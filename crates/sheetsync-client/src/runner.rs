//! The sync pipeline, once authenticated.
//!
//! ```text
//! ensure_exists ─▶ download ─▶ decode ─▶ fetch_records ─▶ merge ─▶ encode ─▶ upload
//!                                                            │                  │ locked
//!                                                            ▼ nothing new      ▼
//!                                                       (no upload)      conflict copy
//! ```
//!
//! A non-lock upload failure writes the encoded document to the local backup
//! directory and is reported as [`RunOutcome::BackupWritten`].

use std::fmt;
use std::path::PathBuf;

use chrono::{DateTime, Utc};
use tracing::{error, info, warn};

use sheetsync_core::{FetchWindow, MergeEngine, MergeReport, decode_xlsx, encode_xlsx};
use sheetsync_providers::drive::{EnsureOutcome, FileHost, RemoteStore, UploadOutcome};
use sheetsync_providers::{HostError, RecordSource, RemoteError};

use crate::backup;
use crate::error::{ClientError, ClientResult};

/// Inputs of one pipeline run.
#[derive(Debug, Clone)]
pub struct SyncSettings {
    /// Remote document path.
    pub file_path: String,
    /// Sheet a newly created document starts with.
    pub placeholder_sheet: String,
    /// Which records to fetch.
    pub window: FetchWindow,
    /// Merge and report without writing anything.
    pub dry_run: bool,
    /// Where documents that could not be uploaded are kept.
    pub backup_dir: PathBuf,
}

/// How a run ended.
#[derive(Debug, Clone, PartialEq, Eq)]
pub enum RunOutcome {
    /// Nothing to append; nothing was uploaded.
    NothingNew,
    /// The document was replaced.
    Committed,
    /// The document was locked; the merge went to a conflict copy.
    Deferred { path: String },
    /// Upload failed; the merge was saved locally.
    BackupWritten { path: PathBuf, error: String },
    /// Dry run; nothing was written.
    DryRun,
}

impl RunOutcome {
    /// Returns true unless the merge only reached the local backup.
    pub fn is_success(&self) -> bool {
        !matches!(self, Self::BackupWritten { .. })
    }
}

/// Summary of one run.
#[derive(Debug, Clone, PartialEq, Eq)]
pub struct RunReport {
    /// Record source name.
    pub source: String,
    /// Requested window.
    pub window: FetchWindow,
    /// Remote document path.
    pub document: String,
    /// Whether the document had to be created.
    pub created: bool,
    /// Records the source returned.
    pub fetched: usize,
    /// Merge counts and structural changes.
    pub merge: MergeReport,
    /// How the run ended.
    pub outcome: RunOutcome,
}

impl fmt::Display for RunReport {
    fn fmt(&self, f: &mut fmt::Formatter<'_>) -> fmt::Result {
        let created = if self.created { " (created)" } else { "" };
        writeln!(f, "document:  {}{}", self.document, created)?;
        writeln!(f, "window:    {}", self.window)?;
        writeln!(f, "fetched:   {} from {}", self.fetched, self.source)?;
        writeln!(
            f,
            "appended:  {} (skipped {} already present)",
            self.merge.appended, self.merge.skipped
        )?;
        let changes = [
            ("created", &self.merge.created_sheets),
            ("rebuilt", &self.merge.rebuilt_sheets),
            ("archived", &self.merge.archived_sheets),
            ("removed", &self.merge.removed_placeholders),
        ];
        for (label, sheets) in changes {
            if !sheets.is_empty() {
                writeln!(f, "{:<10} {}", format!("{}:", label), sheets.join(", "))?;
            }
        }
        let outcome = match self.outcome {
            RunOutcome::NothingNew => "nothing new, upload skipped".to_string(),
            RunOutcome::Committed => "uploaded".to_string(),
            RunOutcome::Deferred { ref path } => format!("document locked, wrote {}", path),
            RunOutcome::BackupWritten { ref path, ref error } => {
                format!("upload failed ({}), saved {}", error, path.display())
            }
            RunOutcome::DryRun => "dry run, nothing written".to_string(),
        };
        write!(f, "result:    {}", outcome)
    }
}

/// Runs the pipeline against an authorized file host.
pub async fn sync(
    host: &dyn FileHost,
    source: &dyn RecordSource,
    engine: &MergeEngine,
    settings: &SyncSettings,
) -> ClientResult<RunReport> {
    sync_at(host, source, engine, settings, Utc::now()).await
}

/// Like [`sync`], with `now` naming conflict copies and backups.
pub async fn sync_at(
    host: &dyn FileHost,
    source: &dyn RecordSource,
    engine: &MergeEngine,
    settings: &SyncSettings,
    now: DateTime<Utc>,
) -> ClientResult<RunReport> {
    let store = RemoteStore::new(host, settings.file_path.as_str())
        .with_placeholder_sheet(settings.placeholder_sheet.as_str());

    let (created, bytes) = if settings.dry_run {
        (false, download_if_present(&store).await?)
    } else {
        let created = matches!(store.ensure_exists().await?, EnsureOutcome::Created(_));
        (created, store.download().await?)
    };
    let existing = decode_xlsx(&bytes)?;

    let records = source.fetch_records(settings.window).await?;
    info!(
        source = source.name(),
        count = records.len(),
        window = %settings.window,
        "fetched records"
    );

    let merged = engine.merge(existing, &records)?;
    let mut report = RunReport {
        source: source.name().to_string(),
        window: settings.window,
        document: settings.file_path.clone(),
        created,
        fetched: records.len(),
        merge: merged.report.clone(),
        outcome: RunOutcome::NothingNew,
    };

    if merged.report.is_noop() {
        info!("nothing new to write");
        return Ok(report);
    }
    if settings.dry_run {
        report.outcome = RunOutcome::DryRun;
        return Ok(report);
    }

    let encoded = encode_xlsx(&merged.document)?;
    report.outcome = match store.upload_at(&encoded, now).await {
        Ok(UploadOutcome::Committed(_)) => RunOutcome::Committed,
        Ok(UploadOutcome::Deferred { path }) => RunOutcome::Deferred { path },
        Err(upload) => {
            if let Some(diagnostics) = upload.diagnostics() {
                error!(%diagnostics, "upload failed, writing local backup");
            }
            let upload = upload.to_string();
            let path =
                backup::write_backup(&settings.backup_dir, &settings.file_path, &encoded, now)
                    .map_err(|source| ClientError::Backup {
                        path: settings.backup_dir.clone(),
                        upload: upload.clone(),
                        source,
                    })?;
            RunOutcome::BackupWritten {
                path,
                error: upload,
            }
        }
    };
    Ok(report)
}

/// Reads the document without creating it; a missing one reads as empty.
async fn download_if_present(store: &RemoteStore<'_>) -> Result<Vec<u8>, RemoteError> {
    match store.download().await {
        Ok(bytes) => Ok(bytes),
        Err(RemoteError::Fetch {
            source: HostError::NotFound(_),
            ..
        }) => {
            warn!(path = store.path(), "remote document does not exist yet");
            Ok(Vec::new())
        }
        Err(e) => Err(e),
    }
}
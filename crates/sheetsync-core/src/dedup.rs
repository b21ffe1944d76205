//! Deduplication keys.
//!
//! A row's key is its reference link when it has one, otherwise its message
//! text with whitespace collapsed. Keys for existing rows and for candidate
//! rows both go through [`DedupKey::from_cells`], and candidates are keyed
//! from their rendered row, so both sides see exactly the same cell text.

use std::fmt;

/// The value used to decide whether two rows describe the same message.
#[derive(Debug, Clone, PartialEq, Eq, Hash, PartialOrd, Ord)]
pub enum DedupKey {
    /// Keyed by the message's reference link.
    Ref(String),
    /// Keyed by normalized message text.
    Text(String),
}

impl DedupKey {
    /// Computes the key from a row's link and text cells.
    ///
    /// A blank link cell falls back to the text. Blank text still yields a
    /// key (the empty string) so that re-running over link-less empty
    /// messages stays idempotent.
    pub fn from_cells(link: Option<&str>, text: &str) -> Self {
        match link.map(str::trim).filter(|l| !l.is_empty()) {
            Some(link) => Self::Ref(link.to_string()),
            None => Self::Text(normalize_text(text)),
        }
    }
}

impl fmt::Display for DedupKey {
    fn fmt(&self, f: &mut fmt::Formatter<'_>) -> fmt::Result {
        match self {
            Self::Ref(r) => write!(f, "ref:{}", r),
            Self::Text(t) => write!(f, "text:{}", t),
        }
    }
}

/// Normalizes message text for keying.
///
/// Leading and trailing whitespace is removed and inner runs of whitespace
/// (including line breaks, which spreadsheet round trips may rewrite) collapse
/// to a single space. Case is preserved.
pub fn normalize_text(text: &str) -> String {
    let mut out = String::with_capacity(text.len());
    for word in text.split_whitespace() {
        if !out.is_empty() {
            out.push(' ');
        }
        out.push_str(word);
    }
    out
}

WHAT YOU ARE ASKED TO DO ->
The response must consist of the lines above, from the first one through the line containing "to the local backup", reproduced exactly.

ANSWER TO THIS PROBLEM ->
filename crates/sheetsync-client/src/runner.rs
//! The sync pipeline, once authenticated.
//!
//! ```text
//! ensure_exists ─▶ download ─▶ decode ─▶ fetch_records ─▶ merge ─▶ encode ─▶ upload
//!                                                            │                  │ locked
//!                                                            ▼ nothing new      ▼
//!                                                       (no upload)      conflict copy
//! ```
//!
//! A non-lock upload failure writes the encoded document to the local backup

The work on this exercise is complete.